/// How far a run takes each disc.
#[derive(Debug, Clone, Copy, PartialEq, Eq)]
pub enum RunMode {
    /// Stop once tracks are extracted.
    Remux,
    /// Classify and place discs that were already remuxed.
    Rename,
    /// The whole pipeline.
    Full,
}

/// Options for one run.
#[derive(Debug, Clone, Copy)]
pub struct RunOptions {
    pub mode: RunMode,
    /// Reprocess discs already at `done`.
    pub force: bool,
    /// Report intended actions without launching or mutating anything.
    pub dry_run: bool,
}

impl Default for RunOptions {
    fn default() -> Self {
        Self {
            mode: RunMode::Full,
            force: false,
            dry_run: false,
        }
    }
}

/// Terminal state of one disc in one run.
#[derive(Debug, Clone, PartialEq)]
pub enum DiscOutcome {
    Done,
    /// Stopped at the stage the run mode targets.
    Reached(Stage),
    /// Already done, or nothing to do in this mode.
    Skipped(String),
    Failed {
        stage: Stage,
        kind: ErrorKind,
        message: String,
    },
    /// Run halted or stopped before this disc started.
    NotAttempted,
    /// Dry-run: actions were reported only.
    Planned,
}

/// One failed disc in the summary.
#[derive(Debug, Clone)]
pub struct FailureEntry {
    pub signature: String,
    pub display: String,
    pub stage: Stage,
    pub kind: ErrorKind,
    pub message: String,
}

/// Counts of discs by terminal state.
#[derive(Debug, Clone, Default)]
pub struct RunSummary {
    pub done: usize,
    pub reached: usize,
    pub skipped: usize,
    pub failed: usize,
    pub not_attempted: usize,
    pub planned: usize,
    /// Discs without a category, left for manual review.
    pub review: usize,
    /// A fatal error stopped the run.
    pub halted: bool,
    /// The user stopped the run.
    pub stopped: bool,
    pub failures: Vec<FailureEntry>,
}

impl RunSummary {
    pub fn record(&mut self, disc: &DiscSource, outcome: &DiscOutcome) {
        match outcome {
            DiscOutcome::Done => self.done += 1,
            DiscOutcome::Reached(_) => self.reached += 1,
            DiscOutcome::Skipped(_) => self.skipped += 1,
            DiscOutcome::NotAttempted => self.not_attempted += 1,
            DiscOutcome::Planned => self.planned += 1,
            DiscOutcome::Failed {
                stage,
                kind,
                message,
            } => {
                self.failed += 1;
                self.failures.push(FailureEntry {
                    signature: disc.signature.clone(),
                    display: disc.display.clone(),
                    stage: *stage,
                    kind: *kind,
                    message: message.clone(),
                });
            }
        }
    }

    pub fn total(&self) -> usize {
        self.done + self.reached + self.skipped + self.failed + self.not_attempted + self.planned
    }

    pub fn one_line(&self) -> String {
        let mut line = format!(
            "Run finished: {} done, {} failed, {} skipped",
            self.done, self.failed, self.skipped
        );
        if self.reached > 0 {
            line.push_str(&format!(", {} remuxed", self.reached));
        }
        if self.planned > 0 {
            line.push_str(&format!(", {} planned", self.planned));
        }
        if self.not_attempted > 0 {
            line.push_str(&format!(", {} not attempted", self.not_attempted));
        }
        if self.review > 0 {
            line.push_str(&format!(", {} need review", self.review));
        }
        if self.halted {
            line.push_str(" (halted on fatal error)");
        } else if self.stopped {
            line.push_str(" (stopped by user)");
        }
        line
    }
}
□ □ □ □ □ □ □
> _Brief_: Begin with the first line of the listing above and write out each line exactly, ending with the line that contains "in this mode.".

> _Result below_:
/// How far a run takes each disc.
#[derive(Debug, Clone, Copy, PartialEq, Eq)]
pub enum RunMode {
    /// Stop once tracks are extracted.
    Remux,
    /// Classify and place discs that were already remuxed.
    Rename,
    /// The whole pipeline.
    Full,
}

/// Options for one run.
#[derive(Debug, Clone, Copy)]
pub struct RunOptions {
    pub mode: RunMode,
    /// Reprocess discs already at `done`.
    pub force: bool,
    /// Report intended actions without launching or mutating anything.
    pub dry_run: bool,
}

impl Default for RunOptions {
    fn default() -> Self {
        Self {
            mode: RunMode::Full,
            force: false,
            dry_run: false,
        }
    }
}

/// Terminal state of one disc in one run.
#[derive(Debug, Clone, PartialEq)]
pub enum DiscOutcome {
    Done,
    /// Stopped at the stage the run mode targets.
    Reached(Stage),
    /// Already done, or nothing to do in this mode.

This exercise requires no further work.